It is difficult for the user to give the exact prompt to the LLM that the user is thinking. In this article, we will discuss another technique for improving the retrieval process of the LLM chain, ie, Multi-Query Retrieval. We will dive only into the retrieval part as we have discussed indexing and generating responses in the previous articles, Introduction to RAG and HyDE (No Data No Problem).

What is Multi-Query Retrieval?

Mult-Query Retrieval is an advanced retrieval method in which a user query is transformed into multiple queries with different perspectives to retrieve the relevant documents.

Example:

Suppose the user query is:

What is fs module?

The user query is transformed into multiple queries of different variations:

What functionalities does the fs module provide?
Can you explain the purpose of the fs module?
What are the main features of the fs module?
How does the fs module work in programming?
What is the role of the fs module in file handling?

Each of these queries will be used to retrieve documents, and the results will be combined to provide a complete picture of the fs module.

When to use?

This method is particularly suitable where:

User queries are unclear or ambiguous.
Expansion of the search space is required.
A single query cannot cover complete information.
Understanding user intent from multiple angles is necessary.

Generating and using multiple queries improves the likelihood of finding relevant information, reduces reliance on specific phrasing, and can yield more comprehensive results.

Working

The following are the steps in generating output using multi-query retrieval:

Getting the user prompt.
Generation of multiple queries using LLM and user prompt
Retrieval of relevant documents for each query.
Union on the relevant documents to get all the relevant documents.
Generation of the Final Output by LLM using relevant documents and user prompt.

Code Implementation

Python, Langchain, Qdrant, and OpenAI were used for the following code. In code implementation, as mentioned earlier, our primary focus would be on the retrieval part.

In Langchain’s chain, the output from a component of the chain should be compatible with the next component.

First of all, a prompt is written that instructs the LLM to generate multiple queries from a given query.

self.multi_query_prompt="""
            You are an AI language model assistant.
            Your task is create five versions of the user's question to fetch documents from a vector database.
            By offering multiple perspectives on the user's question, your goal is to assist the user in overcoming some of the restrictions of distance-based similarity search.
            Give these alternative questions, each on a new line.
            Question: {question}
            Output:
        """

The prompt is converted into a suitable prompt template format to work in Langchain’s chain.

multi_query_prompt_template = ChatPromptTemplate.from_template(self.multi_query_prompt)

Here is a get_unique_documents function that performs a union of the documents. The dumps are used to convert the Document type to a string, and loads are used to convert the string back to the Document format. Here, dumps and loads are used to avoid errors if Document objects are unhashable and not directly comparable.

    def get_unique_documents(self, documents):
        flattened_docs = []
        for sublist in documents:
            for docs in sublist:
                flattened_docs.append(dumps(docs))

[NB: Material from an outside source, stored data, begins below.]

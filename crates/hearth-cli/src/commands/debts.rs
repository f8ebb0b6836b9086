//! Debt book commands

use anyhow::Result;
use hearth_core::db::Database;
use hearth_core::edit::{ActiveEdit, DebtField};
use hearth_core::format::{format_currency, to_numeric_value};
use hearth_core::models::{Currency, Debt, DebtDirection, NewDebt};

use super::confirm;

fn print_partition(title: &str, debts: &[&Debt], currency: Currency) {
    println!("{} ({})", title, debts.len());
    if debts.is_empty() {
        println!("   (none)");
        return;
    }
    for debt in debts {
        let note = debt
            .note
            .as_deref()
            .map(|n| format!(" ({})", n))
            .unwrap_or_default();
        println!(
            "   [{}] {} {}{}",
            debt.id,
            format_currency(debt.amount, currency),
            super::truncate(&debt.description, 40),
            note,
        );
    }
}

pub fn cmd_debts_list(db: &Database) -> Result<()> {
    let currency = db.default_currency()?;
    let debts = db.list_debts()?;
    let owed_to_me: Vec<&Debt> = debts
        .iter()
        .filter(|d| d.direction == DebtDirection::OwedToMe)
        .collect();
    let i_owe: Vec<&Debt> = debts
        .iter()
        .filter(|d| d.direction == DebtDirection::IOwe)
        .collect();

    print_partition("💚 Owed to me", &owed_to_me, currency);
    println!();
    print_partition("❤️  I owe", &i_owe, currency);
    Ok(())
}

pub fn cmd_debts_add(
    db: &Database,
    amount: &str,
    description: &str,
    note: Option<&str>,
    owed_to_me: bool,
) -> Result<()> {
    let direction = if owed_to_me {
        DebtDirection::OwedToMe
    } else {
        DebtDirection::IOwe
    };

    let id = db.create_debt(&NewDebt {
        amount: to_numeric_value(amount),
        description: description.to_string(),
        note: note.map(String::from),
        direction,
    })?;

    println!("✅ Created debt [{}] ({})", id, direction);
    Ok(())
}

/// Single-field edit through the same slot/commit machinery the UI uses:
/// an invalid value discards the edit and changes nothing.
pub fn cmd_debts_edit(db: &Database, id: i64, field: &str, value: &str) -> Result<()> {
    let debt = db
        .get_debt(id)?
        .ok_or_else(|| anyhow::anyhow!("Debt {} not found", id))?;

    let field = match field {
        "amount" => DebtField::Amount,
        "description" => DebtField::Description,
        "note" => DebtField::Note,
        other => anyhow::bail!("Unknown field: {} (use amount, description, note)", other),
    };

    let mut edit = ActiveEdit::begin(&debt, field);
    edit.pending_value = value.to_string();
    match edit.commit() {
        Some(patch) => {
            db.update_debt_field(id, &patch)?;
            println!("✅ Updated debt [{}]", id);
        }
        None => {
            // Validation failed: prior value restored, no request sent
            println!("✋ Edit discarded; debt [{}] is unchanged", id);
        }
    }
    Ok(())
}

pub fn cmd_debts_delete(db: &Database, id: i64, yes: bool) -> Result<()> {
    let debt = db
        .get_debt(id)?
        .ok_or_else(|| anyhow::anyhow!("Debt {} not found", id))?;

    if !confirm(
        &format!("Delete debt \"{}\"? There is no undo.", debt.description),
        yes,
    ) {
        println!("Aborted.");
        return Ok(());
    }

    db.delete_debt(id)?;
    println!("🗑️  Deleted debt \"{}\"", debt.description);
    Ok(())
}
//! CLI argument definitions using clap
//!
//! This module contains all the clap structs and enums for parsing CLI arguments.
//! The actual command implementations are in the `commands` module.

use std::path::PathBuf;

use clap::{Parser, Subcommand};

/// Hearth - Household budgeting with cash envelopes
#[derive(Parser)]
#[command(name = "hearth")]
#[command(about = "Self-hosted household budgeting service", long_about = None)]
#[command(version)]
pub struct Cli {
    /// Database path
    #[arg(long, default_value = "hearth.db", global = true)]
    pub db: PathBuf,

    /// Enable verbose logging
    #[arg(short, long, global = true)]
    pub verbose: bool,

    /// Disable database encryption (not recommended for production)
    ///
    /// By default, the database is encrypted using SQLCipher.
    /// Set HEARTH_DB_KEY environment variable with your passphrase.
    /// Use --no-encrypt only for development or testing.
    #[arg(long, global = true)]
    pub no_encrypt: bool,

    #[command(subcommand)]
    pub command: Commands,
}

#[derive(Subcommand)]
pub enum Commands {
    /// Initialize the database
    Init,

    /// Start the web server
    Serve {
        /// Port to listen on
        #[arg(short, long, default_value = "3000")]
        port: u16,

        /// Host to bind to
        #[arg(long, default_value = "127.0.0.1")]
        host: String,

        /// Directory containing static files to serve (e.g., ui/dist)
        #[arg(long)]
        static_dir: Option<PathBuf>,
    },

    /// Show database status (encryption, record counts)
    Status,

    /// Show dashboard summary for a reporting month
    Dashboard {
        /// Reporting month 1-12 (defaults to the current month)
        #[arg(short, long)]
        month: Option<u32>,
    },

    /// Manage funds (list, add, update, delete)
    Funds {
        #[command(subcommand)]
        action: Option<FundsAction>,
    },

    /// Cash envelope ledger (add, list, totals)
    Cash {
        #[command(subcommand)]
        action: CashAction,
    },

    /// Manage debts (list, add, edit, delete)
    Debts {
        #[command(subcommand)]
        action: Option<DebtsAction>,
    },

    /// Manage reminders (list, add, star, edit, delete)
    Tasks {
        #[command(subcommand)]
        action: Option<TasksAction>,
    },

    /// Net-worth snapshots (list, add, delete)
    Networth {
        #[command(subcommand)]
        action: Option<NetworthAction>,
    },

    /// Manage budget years (list, add, activate, delete)
    Years {
        #[command(subcommand)]
        action: Option<YearsAction>,
    },

    /// Manage categories (list, add)
    Categories {
        #[command(subcommand)]
        action: Option<CategoriesAction>,
    },

    /// System settings (show, set)
    Settings {
        #[command(subcommand)]
        action: Option<SettingsAction>,
    },
}

#[derive(Subcommand)]
pub enum FundsAction {
    /// List all funds
    List,
    /// Add a fund
    Add {
        /// Fund name
        name: String,
        /// Budgeted amount
        amount: f64,
        /// Fund type: monthly, annual, savings
        #[arg(long, default_value = "monthly")]
        fund_type: String,
        /// Display level: 1 (cash), 2 (budget-vs-spent), 3 (flat)
        #[arg(long, default_value = "3")]
        level: i64,
        /// Exclude from the overall budget total
        #[arg(long)]
        no_budget: bool,
        /// Color tag (e.g., "#10b981")
        #[arg(long)]
        color: Option<String>,
        /// Category by id or name; repeatable
        #[arg(long = "category")]
        categories: Vec<String>,
    },
    /// Update a fund's budgeted or spent amount
    Update {
        /// Fund ID
        id: i64,
        /// New budgeted amount
        #[arg(long)]
        amount: Option<f64>,
        /// New spent amount (level 2 funds)
        #[arg(long)]
        spent: Option<f64>,
        /// New name
        #[arg(long)]
        name: Option<String>,
    },
    /// Delete a fund and its ledger entries
    Delete {
        /// Fund ID
        id: i64,
        /// Skip the confirmation prompt
        #[arg(long)]
        yes: bool,
    },
}

#[derive(Subcommand)]
pub enum CashAction {
    /// Quick-entry: record a signed amount (+deposit / -withdrawal).
    /// Empty, non-numeric, or zero amounts are silently ignored.
    Add {
        /// Fund ID (must be a level 1 fund)
        fund_id: i64,
        /// Signed amount; thousands separators are accepted
        #[arg(allow_hyphen_values = true)]
        amount: String,
        /// Optional description
        #[arg(short, long)]
        description: Option<String>,
        /// Reporting month 1-12 (defaults to the current month)
        #[arg(short, long)]
        month: Option<u32>,
    },
    /// List ledger entries for a reporting month
    List {
        /// Reporting month 1-12 (defaults to the current month)
        #[arg(short, long)]
        month: Option<u32>,
    },
    /// Per-fund signed totals for a reporting month
    Totals {
        /// Reporting month 1-12 (defaults to the current month)
        #[arg(short, long)]
        month: Option<u32>,
    },
}

#[derive(Subcommand)]
pub enum DebtsAction {
    /// List debts, partitioned by direction
    List,
    /// Add a debt
    Add {
        /// Amount (must be positive)
        amount: String,
        /// Description
        description: String,
        /// Optional note
        #[arg(long)]
        note: Option<String>,
        /// The debt is owed to me (default: I owe it)
        #[arg(long)]
        owed_to_me: bool,
    },
    /// Edit one field of a debt (amount, description, note)
    Edit {
        /// Debt ID
        id: i64,
        /// Field: amount, description, note
        field: String,
        /// New value (an empty note clears it)
        value: String,
    },
    /// Delete a debt
    Delete {
        /// Debt ID
        id: i64,
        /// Skip the confirmation prompt
        #[arg(long)]
        yes: bool,
    },
}

#[derive(Subcommand)]
pub enum TasksAction {
    /// List open reminders
    List,
    /// Add a reminder
    Add {
        /// Title
        title: String,
        /// Mark as important
        #[arg(long)]
        important: bool,
    },
    /// Mark a reminder important
    Star {
        /// Task ID
        id: i64,
    },
    /// Remove the important mark
    Unstar {
        /// Task ID
        id: i64,
    },
    /// Edit a reminder's title
    Edit {
        /// Task ID
        id: i64,
        /// New title
        title: String,
    },
    /// Delete a reminder
    Delete {
        /// Task ID
        id: i64,
        /// Skip the confirmation prompt
        #[arg(long)]
        yes: bool,
    },
}

#[derive(Subcommand)]
pub enum NetworthAction {
    /// Show snapshot history with deltas
    List,
    /// Record a snapshot
    Add {
        /// Snapshot date YYYY-MM-DD (defaults to today)
        #[arg(long)]
        date: Option<String>,
        /// Asset balance as key=amount; repeatable
        #[arg(long = "asset")]
        assets: Vec<String>,
        /// Liability balance as key=amount; repeatable
        #[arg(long = "liability")]
        liabilities: Vec<String>,
        /// Optional note
        #[arg(long)]
        note: Option<String>,
    },
    /// Delete a snapshot
    Delete {
        /// Snapshot ID
        id: i64,
        /// Skip the confirmation prompt
        #[arg(long)]
        yes: bool,
    },
}

#[derive(Subcommand)]
pub enum YearsAction {
    /// List budget years
    List,
    /// Add a budget year
    Add {
        /// Start date YYYY-MM-DD
        start: String,
        /// End date YYYY-MM-DD
        end: String,
        /// Name (defaults to "<start year>-<end year>")
        #[arg(long)]
        name: Option<String>,
    },
    /// Make a budget year the active one
    Activate {
        /// Budget year ID
        id: i64,
    },
    /// Delete a budget year
    Delete {
        /// Budget year ID
        id: i64,
        /// Skip the confirmation prompt
        #[arg(long)]
        yes: bool,
    },
}

#[derive(Subcommand)]
pub enum CategoriesAction {
    /// List categories
    List,
    /// Add a category
    Add {
        /// Category name
        name: String,
        /// Color tag
        #[arg(long)]
        color: Option<String>,
    },
}

#[derive(Subcommand)]
pub enum SettingsAction {
    /// Show the current session configuration
    Show,
    /// Set a recognized setting (tithe_percentage, default_currency,
    /// surplus_fund, included_funds)
    Set {
        /// Setting key
        key: String,
        /// Value; included_funds takes JSON, e.g. {"daily":true,...}
        value: String,
    },
}
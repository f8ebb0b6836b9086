//! Net-worth snapshot handlers

use std::collections::BTreeMap;
use std::sync::Arc;

use axum::{
    extract::{Path, State},
    http::StatusCode,
    Json,
};

use crate::{AppError, AppState};
use hearth_core::models::{BalanceEntry, NewSnapshot, Snapshot};
use hearth_core::networth::{self, SnapshotChange};

/// Keep only positive balances, the way the entry form files them
fn positive_entries(map: BTreeMap<String, BalanceEntry>) -> BTreeMap<String, BalanceEntry> {
    map.into_iter().filter(|(_, e)| e.amount > 0.0).collect()
}

/// GET /api/snapshots - History newest-first with derived totals and deltas
pub async fn list_snapshots(
    State(state): State<Arc<AppState>>,
) -> Result<Json<Vec<SnapshotChange>>, AppError> {
    let snapshots = state.db.list_snapshots().map_err(AppError::from_core)?;
    Ok(Json(networth::history(snapshots)))
}

/// POST /api/snapshots - Append a snapshot
pub async fn create_snapshot(
    State(state): State<Arc<AppState>>,
    Json(body): Json<NewSnapshot>,
) -> Result<Json<Snapshot>, AppError> {
    let snapshot = NewSnapshot {
        taken_on: body.taken_on,
        assets: positive_entries(body.assets),
        liabilities: positive_entries(body.liabilities),
        note: body.note,
    };
    if snapshot.assets.is_empty() && snapshot.liabilities.is_empty() {
        return Err(AppError::bad_request(
            "Snapshot needs at least one balance entry",
        ));
    }

    let id = state
        .db
        .create_snapshot(&snapshot)
        .map_err(AppError::from_core)?;

    let stored = state
        .db
        .list_snapshots()
        .map_err(AppError::from_core)?
        .into_iter()
        .find(|s| s.id == id)
        .ok_or_else(|| AppError::internal("Failed to fetch created snapshot"))?;

    Ok(Json(stored))
}

/// DELETE /api/snapshots/:id - Remove a snapshot; deltas reflow on next read
pub async fn delete_snapshot(
    State(state): State<Arc<AppState>>,
    Path(id): Path<i64>,
) -> Result<StatusCode, AppError> {
    state.db.delete_snapshot(id).map_err(AppError::from_core)?;
    Ok(StatusCode::NO_CONTENT)
}
//! Net-worth snapshot operations
//!
//! Snapshots are append-only; the only mutation is delete-by-id. Balance
//! maps are stored as JSON text columns.

use std::collections::BTreeMap;

use rusqlite::params;

use super::{parse_date, parse_datetime, Database};
use crate::error::{Error, Result};
use crate::models::{BalanceEntry, NewSnapshot, Snapshot};

fn map_snapshot_row(row: &rusqlite::Row<'_>) -> rusqlite::Result<Snapshot> {
    let taken_on_str: String = row.get(1)?;
    let assets_json: String = row.get(2)?;
    let liabilities_json: String = row.get(3)?;
    let created_at_str: String = row.get(5)?;

    // Malformed JSON degrades to an empty map instead of poisoning the list
    let parse_map = |json: &str| -> BTreeMap<String, BalanceEntry> {
        serde_json::from_str(json).unwrap_or_default()
    };

    Ok(Snapshot {
        id: row.get(0)?,
        taken_on: parse_date(&taken_on_str),
        assets: parse_map(&assets_json),
        liabilities: parse_map(&liabilities_json),
        note: row.get(4)?,
        created_at: parse_datetime(&created_at_str),
    })
}

impl Database {
    /// Append a snapshot. At least one balance entry is required.
    pub fn create_snapshot(&self, snapshot: &NewSnapshot) -> Result<i64> {
        if snapshot.assets.is_empty() && snapshot.liabilities.is_empty() {
            return Err(Error::InvalidData(
                "Snapshot needs at least one balance entry".to_string(),
            ));
        }

        let conn = self.conn()?;
        conn.execute(
            "INSERT INTO snapshots (taken_on, assets, liabilities, note) VALUES (?, ?, ?, ?)",
            params![
                snapshot.taken_on.format("%Y-%m-%d").to_string(),
                serde_json::to_string(&snapshot.assets)?,
                serde_json::to_string(&snapshot.liabilities)?,
                snapshot.note.as_deref().map(str::trim).filter(|n| !n.is_empty()),
            ],
        )?;

        Ok(conn.last_insert_rowid())
    }

    /// List snapshots newest-first; deltas are derived by the caller
    pub fn list_snapshots(&self) -> Result<Vec<Snapshot>> {
        let conn = self.conn()?;
        let mut stmt = conn.prepare(
            "SELECT id, taken_on, assets, liabilities, note, created_at FROM snapshots
             ORDER BY taken_on DESC, id DESC",
        )?;

        let snapshots = stmt
            .query_map([], map_snapshot_row)?
            .collect::<std::result::Result<Vec<_>, _>>()?;

        Ok(snapshots)
    }

    /// Delete a snapshot by ID; neighboring deltas reflow on the next read
    pub fn delete_snapshot(&self, id: i64) -> Result<()> {
        let conn = self.conn()?;
        let deleted = conn.execute("DELETE FROM snapshots WHERE id = ?", params![id])?;
        if deleted == 0 {
            return Err(Error::NotFound(format!("Snapshot {} not found", id)));
        }
        Ok(())
    }
}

        unique_docs = list(set(flattened_docs))

        relevant_docs = []
        for docs in unique_docs:
            relevant_docs.append(loads(docs))

        return relevant_docs

A retrieval chain is made. From langchain_openai, ChatOpenAI is used for LLM, and a vector store is made using Qdrant. StrOutputParser converts the LLM output into a suitable string format, followed by a function to list all the questions. For each question, relevant documents are retrieved. Finally, the union of all the documents is performed.

retrieval_chain = (
            multi_query_prompt_template
            | llm
            | StrOutputParser()
            | (lambda x: [i for i in x.split("\n") if x!=''])
            | retriever.map()
            | self.get_unique_documents
        )

The retrieval chain is invoked, and the relevant documents are retrieved.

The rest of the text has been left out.